- [What you have to do] From the records below, copy each line in which the string "HashMap" occurs.
· · · · ·
//! Container network attachment requests.
//!
//! [`ContainerNetworking`] collects the networks and per-network aliases a
//! container should join and turns them into the networking parts of a
//! Bollard `ContainerCreateBody`. Only
//! [`ContainerNetworking::attach_new_network_async`] talks to the engine.

use std::collections::{BTreeMap, HashMap};

use bollard::models::{ContainerCreateBody, EndpointSettings, NetworkingConfig};
use tracing::debug;

use super::handle::DockerNetwork;
use super::options::NetworkOptions;
use super::session::NetworkSession;
use crate::engine::NetworkEngine;
use crate::error::PodnetError;

/// Networks and aliases requested for one container.
///
/// Networks keep their insertion order and appear at most once. Aliases are
/// kept per network; attaching a network again replaces its aliases.
#[derive(Debug, Clone, Default, PartialEq, Eq)]
pub struct ContainerNetworking {
    networks: Vec<String>,
    aliases: BTreeMap<String, Vec<String>>,
}

impl ContainerNetworking {
    /// Create a request with no networks.
    #[must_use]
    pub fn new() -> Self {
        Self::default()
    }

    /// Attach a network by name, replacing any aliases set for it earlier.
    ///
    /// Blank names are ignored. An empty alias list clears the aliases for
    /// the network.
    pub fn attach_network_name<I, S>(&mut self, aliases: I, name: &str)
    where
        I: IntoIterator<Item = S>,
        S: Into<String>,
    {
        let trimmed = name.trim();
        if trimmed.is_empty() {
            debug!("ignoring blank network name");
            return;
        }

        if !self.networks.iter().any(|existing| existing == trimmed) {
            self.networks.push(String::from(trimmed));
        }

        let alias_list: Vec<String> = aliases.into_iter().map(Into::into).collect();
        if alias_list.is_empty() {
            self.aliases.remove(trimmed);
        } else {
            self.aliases.insert(String::from(trimmed), alias_list);
        }
    }

    /// Attach `network` with `aliases`. No engine call is made.
    #[must_use]
    pub fn with_network<I, S>(mut self, aliases: I, network: &DockerNetwork) -> Self
    where
        I: IntoIterator<Item = S>,
        S: Into<String>,
    {
        self.attach_network_name(aliases, network.name());
        self
    }

    /// Attach a network by name with `aliases`. No engine call is made.
    #[must_use]
    pub fn with_network_name<I, S>(mut self, aliases: I, name: &str) -> Self
    where
        I: IntoIterator<Item = S>,
        S: Into<String>,
    {
        self.attach_network_name(aliases, name);
        self
    }

    /// Create a network from `options` and attach it with `aliases`.
    ///
    /// The request is only modified once the network exists.
    ///
    /// # Errors
    ///
    /// Returns the errors of [`NetworkSession::create_network_async`]. The
    /// request is left unchanged when an error is returned.
    pub async fn attach_new_network_async<E, I, S>(
        &mut self,
        session: &NetworkSession,
        engine: &E,
        aliases: I,
        options: &NetworkOptions,
    ) -> Result<DockerNetwork, PodnetError>
    where
        E: NetworkEngine,
        I: IntoIterator<Item = S>,
        S: Into<String>,
    {
        let network = session.create_network_async(engine, options).await?;
        self.attach_network_name(aliases, network.name());
        Ok(network)
    }

    /// Return the attached network names in insertion order.
    #[must_use]
    pub const fn networks(&self) -> &[String] {
        self.networks.as_slice()
    }

    /// Return the aliases per network.
    #[must_use]
    pub const fn network_aliases(&self) -> &BTreeMap<String, Vec<String>> {
        &self.aliases
    }

    /// Return whether no network has been attached.
    #[must_use]
    pub const fn is_empty(&self) -> bool {
        self.networks.is_empty()
    }

    /// Build the endpoint configuration, one endpoint per network.
    #[must_use]
    pub fn networking_config(&self) -> Option<NetworkingConfig> {
        if self.networks.is_empty() {
            return None;
        }

        let endpoints = self
            .networks
            .iter()
            .map(|name| {
                let endpoint = EndpointSettings {
                    aliases: self.aliases.get(name).cloned(),
                    ..EndpointSettings::default()
                };
                (name.clone(), endpoint)
            })
            .collect::<HashMap<_, _>>();

        Some(NetworkingConfig {
            endpoints_config: Some(endpoints),
        })
    }

    /// Return the network mode for the container: the first network.
    #[must_use]
    pub fn network_mode(&self) -> Option<&str> {
        self.networks.first().map(String::as_str)
    }

    /// Wire the networks into a caller-supplied create body.
    ///
    /// Other fields of `body` are kept. Endpoints the caller already set up
    /// are merged: for an attached network only its aliases are replaced,
    /// and only when the request carries aliases for it. Endpoints on other
    /// networks are left alone. With no networks attached the body is
    /// returned unchanged.
    #[must_use]
    pub fn apply_to(&self, mut body: ContainerCreateBody) -> ContainerCreateBody {
        if self.networks.is_empty() {
            return body;
        }

        let mut networking_config = body.networking_config.take().unwrap_or_default();
        let endpoints = networking_config
            .endpoints_config
            .get_or_insert_with(HashMap::new);
        for name in &self.networks {
            let endpoint = endpoints.entry(name.clone()).or_default();
            if let Some(aliases) = self.aliases.get(name) {
                endpoint.aliases = Some(aliases.clone());
            }
        }

        let mut host_config = body.host_config.take().unwrap_or_default();
        host_config.network_mode = self.network_mode().map(String::from);
        body.host_config = Some(host_config);
        body.networking_config = Some(networking_config);
        body
    }
}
· · · · ·
- [Task result]
use std::collections::{BTreeMap, HashMap};
            .collect::<HashMap<_, _>>();
            .get_or_insert_with(HashMap::new);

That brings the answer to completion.